# Externall Hard Drive lost space after "Formatting"??



## Ambar88

I had been using my 750GB external hard drive with no complications on Windows XP, but when I connected it to my new laptop which runs Vista, t told me I had to "Format" the drive. I was OK with it deleting all the files, but I had no idea it would reduce the memory of the external hard drive from 750 to 40GB 

Can someone please tell me how to get back that 710GB back? There's no way I can manage with an external hard drive that small


----------



## Cromewell

Open disk management and see if the rest of the space is unallocated. If it is you can either delete the current partition and recreate one for the entire drive or you can just partition the remaining space.


----------



## Ambar88

How does one get to disk management?


----------



## Cromewell

Right click on my computer (just called computer if this is vista) and pick manage. In the tree on the left you may have to expand storage by clicking the little + beside it. You'll see disk management there.


----------



## Ambar88

Seems like the formatting on XP isn't working. For some reason the format window says the capacity is 811GB now, and the loading bar isn't moving


----------



## Cromewell

The formatted capacity on a 750GB drive should be ~698GB. Are you able to delete any existing partitions on the drive? If so delete everything on it and then repartition and see if that fixes it.

If you can't do anything try doing the same steps on the Vista laptop, I think they made some improvements to disk management.


----------



## Ambar88

I deleted all of the partitions on the drive, but now it does not even recognise it is connected. PartitionMagic still does though, but it only says that it's a "BAD" type drive instead of an NTFS type, and it doesn't allow me to change it at all, perhaps this is because it's only the trial version?

My external hard drive has gone from small to useless now


----------



## Cromewell

You can give this a try first http://blog.atola.com/restoring-factory-hard-drive-capacity/ but at this point I'd probably just go to this next one I'm going to link.

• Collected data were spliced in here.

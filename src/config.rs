//! Application configuration loaded from environment variables.
//!
//! A `.env` file is honored for local development. Identity provider and
//! Cloud Vision credentials are read once at startup and kept in memory.

use std::env;
use std::time::Duration;

const DEFAULT_MAX_UPLOAD_BYTES: usize = 5 * 1024 * 1024;
const DEFAULT_UPSTREAM_TIMEOUT_SECS: u64 = 10;
const DEFAULT_VISION_ENDPOINT: &str = "https://vision.googleapis.com/v1";

/// Application configuration, loaded once at startup.
#[derive(Debug, Clone)]
pub struct Config {
    // --- Identity provider ---
    /// Identity provider base URL (no trailing slash)
    pub idp_domain: String,
    /// Client-credentials grant client ID
    pub idp_client_id: String,
    /// Client-credentials grant client secret
    pub idp_client_secret: String,
    /// Bearer token to start with; fetched on first use when absent
    pub idp_access_token: Option<String>,

    // --- Cloud Vision ---
    /// Service-account key JSON (inline contents, not a path)
    pub google_credentials: Option<String>,
    /// API key, used when no service account is configured
    pub vision_api_key: Option<String>,
    /// Vision REST base URL
    pub vision_endpoint: String,

    // --- Storage ---
    /// GCP project for Firestore; `None` selects the in-memory store
    pub gcp_project_id: Option<String>,

    // --- Server ---
    /// Frontend URL allowed by CORS
    pub frontend_url: String,
    /// Server port
    pub port: u16,
    /// Request body limit for profile uploads
    pub max_upload_bytes: usize,
    /// Timeout applied to every outbound HTTP request
    pub upstream_timeout: Duration,
}

impl Default for Config {
    /// Default config for testing only.
    fn default() -> Self {
        Self {
            idp_domain: "http://localhost:9999".to_string(),
            idp_client_id: "test_client_id".to_string(),
            idp_client_secret: "test_secret".to_string(),
            idp_access_token: Some("test_access_token".to_string()),
            google_credentials: None,
            vision_api_key: Some("test_vision_key".to_string()),
            vision_endpoint: DEFAULT_VISION_ENDPOINT.to_string(),
            gcp_project_id: None,
            frontend_url: "http://localhost:5173".to_string(),
            port: 8080,
            max_upload_bytes: DEFAULT_MAX_UPLOAD_BYTES,
            upstream_timeout: Duration::from_secs(DEFAULT_UPSTREAM_TIMEOUT_SECS),
        }
    }
}

impl Config {
    /// Load configuration from environment variables.
    pub fn from_env() -> Result<Self, ConfigError> {
        dotenvy::dotenv().ok(); // Load .env file if present

        let google_credentials = optional("GOOGLE_APPLICATION_CREDENTIALS");
        let vision_api_key = optional("VISION_API_KEY");

        if google_credentials.is_none() && vision_api_key.is_none() {
            return Err(ConfigError::Missing(
                "GOOGLE_APPLICATION_CREDENTIALS or VISION_API_KEY",
            ));
        }

        if let Some(creds) = &google_credentials {
            serde_json::from_str::<serde_json::Value>(creds).map_err(|e| {
                ConfigError::Invalid("GOOGLE_APPLICATION_CREDENTIALS", e.to_string())
            })?;
        }

        Ok(Self {
            idp_domain: required("IDP_DOMAIN")?.trim_end_matches('/').to_string(),
            idp_client_id: required("IDP_CLIENT_ID")?,
            idp_client_secret: required("IDP_CLIENT_SECRET")?,
            idp_access_token: optional("IDP_ACCESS_TOKEN"),

            google_credentials,
            vision_api_key,
            vision_endpoint: optional("VISION_ENDPOINT")
                .map(|v| v.trim_end_matches('/').to_string())
                .unwrap_or_else(|| DEFAULT_VISION_ENDPOINT.to_string()),

            gcp_project_id: optional("GCP_PROJECT_ID"),

            frontend_url: env::var("FRONTEND_URL")
                .unwrap_or_else(|_| "http://localhost:5173".to_string()),
            port: env::var("PORT")
                .unwrap_or_else(|_| "8080".to_string())
                .parse()
                .unwrap_or(8080),
            max_upload_bytes: env::var("MAX_UPLOAD_BYTES")
                .ok()
                .and_then(|v| v.parse().ok())
                .unwrap_or(DEFAULT_MAX_UPLOAD_BYTES),
            upstream_timeout: Duration::from_secs(
                env::var("UPSTREAM_TIMEOUT_SECS")
                    .ok()
                    .and_then(|v| v.parse().ok())
                    .unwrap_or(DEFAULT_UPSTREAM_TIMEOUT_SECS),
            ),
        })
    }
}

fn required(name: &'static str) -> Result<String, ConfigError> {
    optional(name).ok_or(ConfigError::Missing(name))
}

/// Read a variable, treating blank values as unset.
fn optional(name: &str) -> Option<String> {
    env::var(name)
        .ok()
        .map(|v| v.trim().to_string())
        .filter(|v| !v.is_empty())
}

/// Configuration errors
#[derive(Debug, thiserror::Error)]
pub enum ConfigError {
    #[error("Missing required environment variable: {0}")]
    Missing(&'static str),

    #[error("Invalid value for {0}: {1}")]
    Invalid(&'static str, String),
}
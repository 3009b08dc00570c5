// SPDX-License-Identifier: MIT
// Copyright 2026 Roland Dreier <roland@rolandd.dev>

//! Security headers middleware.

use axum::{
    extract::Request,
    http::{header, HeaderName, HeaderValue},
    middleware::Next,
    response::Response,
};

/// Headers set on every response. Profiles carry personal data, so
/// nothing may be cached by intermediaries.
const SECURITY_HEADERS: [(HeaderName, &str); 5] = [
    (header::X_CONTENT_TYPE_OPTIONS, "nosniff"),
    (header::X_FRAME_OPTIONS, "DENY"),
    (
        header::CONTENT_SECURITY_POLICY,
        "default-src 'none'; frame-ancestors 'none'",
    ),
    (header::REFERRER_POLICY, "no-referrer"),
    (header::CACHE_CONTROL, "no-store"),
];

/// Add security headers to all responses.
pub async fn add_security_headers(req: Request, next: Next) -> Response {
    let mut response = next.run(req).await;
    let headers = response.headers_mut();

    for (name, value) in SECURITY_HEADERS {
        headers.insert(name, HeaderValue::from_static(value));
    }

    response
}
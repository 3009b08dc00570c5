// SPDX-License-Identifier: MIT
// Copyright 2026 Roland Dreier <roland@rolandd.dev>

//! Email validation for JSON request bodies.

use crate::error::AppError;
use axum::{
    body::{to_bytes, Body},
    extract::Request,
    middleware::Next,
    response::Response,
};
use validator::ValidateEmail;

/// Largest JSON body the validator will buffer.
const MAX_JSON_BODY_BYTES: usize = 64 * 1024;

/// Syntactic email check.
pub fn is_valid_email(email: &str) -> bool {
    !email.is_empty() && email.validate_email()
}

/// Extract a valid email from a parsed body field.
///
/// Missing fields, non-string values and malformed addresses are all
/// rejected the same way.
pub fn check_email(value: Option<&serde_json::Value>) -> Result<&str, AppError> {
    value
        .and_then(|v| v.as_str())
        .filter(|email| is_valid_email(email))
        .ok_or(AppError::InvalidEmail)
}

/// Middleware that rejects JSON requests without a valid `email` field.
///
/// The body is buffered, inspected and handed on unchanged.
pub async fn require_valid_email(request: Request, next: Next) -> Result<Response, AppError> {
    let (parts, body) = request.into_parts();
    let bytes = to_bytes(body, MAX_JSON_BODY_BYTES)
        .await
        .map_err(|e| AppError::BadRequest(format!("Unreadable request body: {}", e)))?;

    let parsed: Option<serde_json::Value> = serde_json::from_slice(&bytes).ok();
    if let Err(e) = check_email(parsed.as_ref().and_then(|v| v.get("email"))) {
        tracing::debug!(path = %parts.uri.path(), "Rejected request with invalid email");
        return Err(e);
    }

    Ok(next.run(Request::from_parts(parts, Body::from(bytes))).await)
}
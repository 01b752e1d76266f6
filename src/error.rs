use std::fmt;

#[derive(Debug, Clone)]
pub enum Error {
    /// The layer-width list cannot describe a usable network, or a loaded
    /// model record is structurally inconsistent.
    InvalidTopology(String),
    /// Two matrices (or an index and a matrix) disagree on shape.
    DimensionMismatch(String),
    /// A persistence path has no known model format.
    UnsupportedFormat(String),
    /// A read, write, or open failed, or a model file is truncated/corrupt.
    Io(String),
}

pub type Result<T> = std::result::Result<T, Error>;

impl fmt::Display for Error {
    fn fmt(&self, f: &mut fmt::Formatter<'_>) -> fmt::Result {
        match self {
            Error::InvalidTopology(msg) => write!(f, "invalid topology: {msg}"),
            Error::DimensionMismatch(msg) => write!(f, "dimension mismatch: {msg}"),
            Error::UnsupportedFormat(msg) => write!(f, "unsupported format: {msg}"),
            Error::Io(msg) => write!(f, "i/o failure: {msg}"),
        }
    }
}

impl std::error::Error for Error {}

Failing that use http://hddguru.com/content/en/software/2006.04.12-HDD-Low-Level-Format-Tool/ and make sure you pick your external drive. You don't want to wipe any other drive. If you aren't sure it's your external don't run it.


----------



## Ambar88

Ok, seems to be working now, and I have 698 GB of memory now, however it's split into three separate drives. Ah well, guess that will do.


----------



## Cromewell

Better than nothing I suppose. You probably don't want to be messing with it anymore now that you've got it working though.


----------



## Gweilo

Cromewell said:


> Failing that use http://hddguru.com/content/en/software/2006.04.12-HDD-Low-Level-Format-Tool/ and make sure you pick your external drive. You don't want to wipe any other drive. If you aren't sure it's your external don't run it.



Hi there, I found this thread searching for a solution to this problem. I tried solution suggested above and now my laptop won't see the external drive. After I had run the low level format tool and went to eject the drive windows told me it was corrupted and to run Chkdsk which I did and now no drive, although it does show up when I go to 'Safely Remove Hardware'.

Any help appreciated 

I'm running XP SP3 btw.

I also just noticed it's showing up in Administrative tools.


----------



## Cromewell

> I also just noticed it's showing up in Administrative tools.

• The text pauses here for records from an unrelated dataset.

impl Network {
    /// Creates a network with random weights from a deterministic seed.
    ///
    /// `topology` lists layer widths from input to output and must have at
    /// least two entries. Weight matrix `i` has shape
    /// `(topology[i + 1], topology[i])` and is drawn from
    /// `Normal(0, topology[i + 1]^-0.5)`.
    pub fn new_with_seed(topology: &[usize], learning_rate: f64, seed: u64) -> Result<Self> {
        let mut rng = StdRng::seed_from_u64(seed);
        Self::new_with_rng(topology, learning_rate, &mut rng)
    }

    /// Creates a network with random weights from the provided RNG.
    pub fn new_with_rng<R: Rng + ?Sized>(
        topology: &[usize],
        learning_rate: f64,
        rng: &mut R,
    ) -> Result<Self> {
        if topology.len() < 2 {
            return Err(Error::InvalidTopology(
                "topology must include input and output widths".to_owned(),
            ));
        }
        if topology.contains(&0) {
            return Err(Error::InvalidTopology(
                "all layer widths must be > 0".to_owned(),
            ));
        }
        if !(learning_rate.is_finite() && learning_rate > 0.0) {
            return Err(Error::InvalidTopology(format!(
                "learning rate must be finite and > 0, got {learning_rate}"
            )));
        }

        let mut weights = Vec::with_capacity(topology.len() - 1);
        for w in topology.windows(2) {
            let in_dim = w[0];
            let fan_out = w[1];
            let dist = Normal::new(0.0, (fan_out as f64).powf(-0.5))
                .expect("standard deviation is positive and finite");
            weights.push(Matrix::from_fn(fan_out, in_dim, |_, _| dist.sample(&mut *rng)));
        }

        Ok(Self {
            learning_rate,
            weights,
            outputs: Vec::new(),
            error: None,
        })
    }

    /// Rebuilds a network from a persisted model record.
    pub fn from_model(model: Model) -> Result<Self> {
        model.validate()?;
        Ok(Self {
            learning_rate: model.learning_rate,
            weights: model.weights,
            outputs: Vec::new(),
            error: None,
        })
    }

    /// The serializable shadow of this network: learning rate plus weights,
    /// without per-run transient state.
    pub fn to_model(&self) -> Model {
        Model {
            learning_rate: self.learning_rate,
            weights: self.weights.clone(),
        }
    }

    /// Persists the network to `path`; the format is chosen by extension.
    pub fn save<P: AsRef<Path>>(&self, path: P) -> Result<()> {
        self.to_model().save(path)
    }

    /// Loads a network from `path`; the format is chosen by extension.
    pub fn load<P: AsRef<Path>>(path: P) -> Result<Self> {
        Self::from_model(Model::load(path)?)
    }

    #[inline]
    pub fn input_dim(&self) -> usize {
        self.weights
            .first()
            .expect("network has at least one layer")
            .cols()
    }

    #[inline]
    pub fn output_dim(&self) -> usize {
        self.weights
            .last()
            .expect("network has at least one layer")
            .rows()
    }

    #[inline]
    pub fn num_layers(&self) -> usize {
        self.weights.len()
    }

    /// Layer widths from input to output.
    pub fn topology(&self) -> Vec<usize> {
        let mut t = Vec::with_capacity(self.weights.len() + 1);
        t.push(self.input_dim());
        for w in &self.weights {
            t.push(w.rows());
        }
        t
    }

    #[inline]
    pub fn learning_rate(&self) -> f64 {
        self.learning_rate
    }

    pub fn set_learning_rate(&mut self, learning_rate: f64) {
        self.learning_rate = learning_rate;
    }

    /// Forward pass: returns the final layer's activation column vector.
    ///
    /// `input` must be a column vector of length [`Network::input_dim`]. The
    /// returned reference is overwritten by the next `query`/`train` call.
    pub fn query(&mut self, input: &Matrix) -> Result<&Matrix> {
        let mut outputs = Vec::with_capacity(self.weights.len());

        let mut signal = self.weights[0].dot(input)?;
        signal.apply(sigmoid);
        outputs.push(signal);

        for w in &self.weights[1..] {
            let mut signal = w.dot(outputs.last().expect("previous layer output exists"))?;
            signal.apply(sigmoid);
            outputs.push(signal);
        }

        self.outputs = outputs;
        Ok(self.outputs.last().expect("network has at least one layer"))
    }

    /// One supervised step: forward pass, then backpropagation with in-place
    /// weight updates.
    ///
    /// `input` must match the input width, `target` the output width. The
    /// target shape is checked before any weight is touched, so a failed step
    /// leaves all weights unchanged.
    pub fn train(&mut self, input: &Matrix, target: &Matrix) -> Result<()> {
        self.query(input)?;

        let mut error =
            target.sub(self.outputs.last().expect("query populated the activation cache"))?;
        self.error = Some(error.clone());

        for i in (1..self.weights.len()).rev() {
            let delta = self.layer_delta(&error, &self.outputs[i], &self.outputs[i - 1])?;
            self.weights[i].add_in_place(&delta)?;
            // Propagation reads W_i after its update above.
            error = self.weights[i].transpose().dot(&error)?;
        }

        let delta = self.layer_delta(&error, &self.outputs[0], input)?;
        self.weights[0].add_in_place(&delta)?;
        Ok(())
    }

    /// `learning_rate * (error (*) out (*) (1 - out)) . upstream^T`, the
    /// sigmoid-derivative weight delta for one layer.
    fn layer_delta(&self, error: &Matrix, output: &Matrix, upstream: &Matrix) -> Result<Matrix> {
        let grad = error
            .hadamard(output)?
            .hadamard(&output.sub_from_scalar(1.0))?;
        Ok(grad.dot(&upstream.transpose())?.mul_scalar(self.learning_rate))
    }

    /// Root-mean-square of the most recent training residual, or `None` if
    /// the network has not been trained yet.
    pub fn rms_error(&self) -> Option<f64> {
        let error = self.error.as_ref()?;
        let sum_sq: f64 = error.as_slice().iter().map(|v| v * v).sum();
        Some((sum_sq / error.rows() as f64).sqrt())
    }

    /// Approximate generative inverse: reconstructs a plausible input for
    /// `target` by walking the transposed weights from output to input with
    /// the pole-substituted inverse sigmoid.
    ///
    /// No learning occurs. The result is a diagnostic artifact, not a valid
    /// input in any domain sense; the transpose of a non-square weight matrix
    /// is not a true inverse.
    pub fn reverse_query(&self, target: &Matrix) -> Result<Matrix> {
        let last = self.weights.last().expect("network has at least one layer");
        let mut signal = last.transpose().dot(target)?;
        signal.apply(logit);

        for w in self.weights[..self.weights.len() - 1].iter().rev() {
            signal = w.transpose().dot(&signal)?;
            signal.apply(logit);
        }
        Ok(signal)
    }
}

Go there and try to create a partition on the drive. After wiping the drive it's like a brand new drive (unless there is mechanical failure or something) so you need to partition it.


----------



## Gweilo

Ok, forgive my ignorance but how do I go about that?


----------



## Cromewell

I'll give you full directions from your desktop. Click on the start menu and then right click on my computer and pick manage. Click the + sign beside Storage (if it's a - this is already done) then click on disk management. You should see a drive with unallocated space in the bottom of the right pane. Right click on it and pick create partition. Then just follow the wizard steps.


----------



## Gweilo

Ok, did that. When I went  into Disk Management there was a red 'No Entry' type symbol by the external HD icon, I right clicked and the only options I was given were, Initialize, Properties and Help. I clicked initialize and the No Entry symbol has disappeared but Drive still not showing up.


----------



## Cromewell

After initializing you need to do the partition creation process. I forgot about that step.


----------



## Gweilo

That's done it, thank you so much for your help. You're a star!!


----------